Just before he was sentenced Tuesday to 10 years in prison for the attempted murder of a Victoria police officer, Guy Hervé Séguin said his intent was not to kill.
Justice Keith Bracken ruled that the 59-year-old homeless man must serve eight-and-a-half more years in jail. Séguin was credited with 18 months for time served since he was arrested Jan. 17, 2011 – the day he stabbed Const. Lane Douglas Hunt in downtown Victoria.
The officer, then 24, was attacked as she was leaving a 7-Eleven convenience store at 816 Douglas St. She blocked Séguin’s blows, but not before suffering two superficial puncture wounds to her neck and deep cuts to her hands.
“The victory here is not in the conviction or in the sentence or the length of the sentence,” Insp. Andrew Lacon, representing the Victoria Police Department, said following the sentencing hearing in B.C. Supreme Court. Douglas Hunt did not attend the proceedings.
“The victory here happened Day 1 when Const. Hunt was attacked by Mr. Séguin, and through her own strength and courage, fought off that attack, which could have been far more serious.”
Speaking publicly for the first time, Séguin said he only wanted to bring attention to beatings he received from Victoria police and a provincial sheriff in 2009, that never resulted in criminal charges.
“No one lifted a finger to protect me,” he said, wearing the same baggy, navy blue sweater and white dress shirt he wore at his trial in March. “When I did this incident, she was protected.”

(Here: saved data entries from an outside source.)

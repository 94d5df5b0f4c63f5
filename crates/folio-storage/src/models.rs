//! Row mapping between SQLite and core types

use folio_core::{ExportFormat, ExportPayload, ExportRecord, ExportSummary};
use sqlx::Row;
use sqlx::sqlite::SqliteRow;
use time::OffsetDateTime;

use crate::Result;

/// Timestamps are stored as unix nanoseconds so they sort numerically
pub(crate) fn to_nanos(at: OffsetDateTime) -> i64 {
    i64::try_from(at.unix_timestamp_nanos()).unwrap_or(i64::MAX)
}

pub(crate) fn from_nanos(nanos: i64) -> Result<OffsetDateTime> {
    OffsetDateTime::from_unix_timestamp_nanos(i128::from(nanos))
        .map_err(|e| anyhow::anyhow!("Invalid stored timestamp {}: {}", nanos, e).into())
}

pub(crate) fn export_from_row(row: &SqliteRow) -> Result<ExportRecord> {
    let payload: String = row.get("payload");
    let payload: ExportPayload = serde_json::from_str(&payload)?;
    Ok(ExportRecord {
        id: row.get("id"),
        tag: row.get("tag"),
        payload,
        render_hash: row.get("render_hash"),
        created_at: from_nanos(row.get("created_at"))?,
    })
}

pub(crate) fn summary_from_row(row: &SqliteRow) -> Result<ExportSummary> {
    let format: String = row.get("format");
    Ok(ExportSummary {
        id: row.get("id"),
        tag: row.get("tag"),
        format: format.parse::<ExportFormat>()?,
        created_at: from_nanos(row.get("created_at"))?,
    })
}
mod cli;
mod commands;

use anyhow::Result;
use clap::{CommandFactory, Parser};
use folio_config::Settings;
use folio_core::PortfolioConfig;
use folio_engine::Studio;
use folio_storage::Storage;

#[tokio::main]
async fn main() -> Result<()> {
    let cli = cli::Cli::parse();

    if let cli::Commands::Completions { shell } = cli.command {
        clap_complete::generate(shell, &mut cli::Cli::command(), "folio", &mut std::io::stdout());
        return Ok(());
    }

    let settings = match &cli.config {
        Some(path) => Settings::load_from(path)?,
        None => Settings::load()?,
    };

    // RUST_LOG wins over the settings file
    tracing_subscriber::fmt()
        .with_env_filter(
            tracing_subscriber::EnvFilter::try_from_default_env()
                .unwrap_or_else(|_| tracing_subscriber::EnvFilter::new(&settings.logging.level)),
        )
        .with_writer(std::io::stderr)
        .init();

    // Initialize storage once (creates connection pool and runs migrations)
    let storage = Storage::new(settings.storage.path.clone()).await?;
    let defaults = PortfolioConfig::with_style(settings.defaults.layout, settings.defaults.theme);
    let mut studio = Studio::open(storage, &settings.profile.owner, defaults).await?;

    match cli.command {
        cli::Commands::Stats(cmd) => commands::stats::handle(cmd, &studio, &settings).await,
        cli::Commands::Design(cmd) => commands::design::handle(cmd, &mut studio).await,
        cli::Commands::Export(cmd) => commands::export::handle(cmd, &studio).await,
        cli::Commands::Completions { .. } => Ok(()),
    }
}
use std::path::PathBuf;

use clap::{Parser, Subcommand};
use clap_complete::Shell;
use folio_core::{ExportFormat, ItemRef, Layout, StatId, Theme};

#[derive(Parser)]
#[command(name = "folio")]
#[command(about = "Design and export a GitHub portfolio", long_about = None)]
#[command(version)]
pub struct Cli {
    /// Settings file (defaults to the platform config directory)
    #[arg(long, global = true)]
    pub config: Option<PathBuf>,

    #[command(subcommand)]
    pub command: Commands,
}

#[derive(Subcommand)]
pub enum Commands {
    /// Show or sync GitHub statistics
    #[command(subcommand)]
    Stats(StatsCommands),

    /// Edit the portfolio design
    #[command(subcommand)]
    Design(DesignCommands),

    /// Manage saved exports
    #[command(subcommand)]
    Export(ExportCommands),

    /// Generate shell completions
    Completions {
        shell: Shell,
    },
}

#[derive(Subcommand)]
pub enum StatsCommands {
    /// Show cached statistics
    Show,

    /// Pull fresh statistics from GitHub
    Sync {
        /// Import a JSON snapshot instead of calling GitHub
        #[arg(long)]
        from: Option<PathBuf>,
    },
}

#[derive(Subcommand)]
pub enum DesignCommands {
    /// Preview the portfolio
    Show,

    /// Set the layout (default, classic, compact)
    Layout { layout: Layout },

    /// Set the theme (light, dark, system, blue, pink)
    Theme { theme: Theme },

    /// Pin a repository by GitHub id
    Pin { id: u64 },

    /// Unpin a repository
    Unpin { id: u64 },

    /// List repositories that can be pinned
    Repos {
        /// Filter by name or description
        #[arg(long)]
        query: Option<String>,
    },

    /// Manage custom text sections
    #[command(subcommand)]
    Text(TextCommands),

    /// Move an item in the display order
    Move { from: usize, to: usize },

    /// Move a stat widget
    StatMove { from: usize, to: usize },

    /// Show or hide a stat widget
    StatToggle { id: StatId },

    /// Hide a stat widget
    StatHide { id: StatId },

    /// Resize an item (e.g. repo-123, text-456, stat-stars)
    Resize {
        item: ItemRef,
        width: f64,
        height: f64,
    },
}

#[derive(Subcommand)]
pub enum TextCommands {
    /// Add a text section
    Add {
        #[arg(long)]
        title: Option<String>,

        #[arg(long)]
        content: Option<String>,
    },

    /// Edit a text section
    Edit {
        id: u64,

        #[arg(long)]
        title: Option<String>,

        #[arg(long)]
        content: Option<String>,
    },

    /// Delete a text section
    Delete { id: u64 },
}

#[derive(Subcommand)]
pub enum ExportCommands {
    /// Save the current design as a tagged export
    Save {
        tag: String,

        #[arg(long, default_value = "png")]
        format: ExportFormat,
    },

    /// List exports, newest first
    List,

    /// Render a saved export
    Show { id: String },

    /// Delete an export
    Delete {
        id: String,

        /// Skip confirmation
        #[arg(long)]
        force: bool,
    },
}

#[cfg(test)]
mod tests {
    use super::*;

    #[test]
    fn test_cli_is_consistent() {
        use clap::CommandFactory;
        Cli::command().debug_assert();
    }

    #[test]
    fn test_parses_typed_arguments() {
        let cli =
            Cli::try_parse_from(["folio", "design", "resize", "repo-42", "320", "200"]).unwrap();
        match cli.command {
            Commands::Design(DesignCommands::Resize { item, width, height }) => {
                assert_eq!(item, ItemRef::Repo(42));
                assert_eq!((width, height), (320.0, 200.0));
            }
            _ => panic!("expected resize"),
        }

        let cli =
            Cli::try_parse_from(["folio", "export", "save", "v1", "--format", "pdf"]).unwrap();
        assert!(matches!(
            cli.command,
            Commands::Export(ExportCommands::Save {
                format: ExportFormat::Pdf,
                ..
            })
        ));

        assert!(Cli::try_parse_from(["folio", "design", "theme", "neon"]).is_err());
        assert!(Cli::try_parse_from(["folio", "design", "stat-hide", "forks"]).is_err());
    }
}
use thiserror::Error;

#[derive(Error, Debug)]
pub enum CoreError {
    #[error("Validation failed: {0}")]
    Validation(String),

    #[error("Invalid item reference: {0}")]
    InvalidItemRef(String),

    #[error("Serialization error: {0}")]
    Serialization(#[from] serde_json::Error),

    #[error("Other error: {0}")]
    Other(#[from] anyhow::Error),
}

pub type Result<T> = std::result::Result<T, CoreError>;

It was never his intention to kill the officer, he said. “What I did there was a cry for help.
“Again, I apologized for hurting her. I was put at the end of my rope.”
Crown prosecutor Steve Fudge said outside the courthouse later that Séguin has shown compassion for the officer’s well-being. “But, having said that, he also said ‘the badge must die,’ and I think that’s an attitude he still has.
“(Séguin) clearly has a chip on his shoulder. Part of my (hearing) submissions were that there’s substantial risk he might attack another police officer when he gets out of custody, because I don’t think that chip is going to go away.”
Douglas Hunt’s mother, Mary, who attended the sentencing, said Séguin’s apology was superficial because “he stood there in the prisoner’s box and it was all about him. Poor me, and that is not sincerely remorseful when you just talk about yourself.
“That hurt.”
In lobbying for a 10- to 12-year sentence, Fudge told the court that despite making a remarkable recovery, Douglas Hunt experiences nightmares, hyperawareness and concerns about her family in the aftermath of her attack – effects “that may never go away.”
Defence lawyer Jordan Watt, who asked for an eight-year sentence, painted the life of his client as “average, productive and very normal” until 1998, when Séguin became unable to work after an injury.
“Things started to collapse” with the death of his wife in 2004. He lost his home and became estranged from his two grown sons.
He moved from Ontario to the Island, where he once worked, but was soon living in homeless shelters.
When Séguin attacked Douglas Hunt, he was fuelled by fear of the police and “acted on impulse,” Watt said.
Séguin has been ordered to provide a DNA sample and faces a lifetime ban from possessing firearms.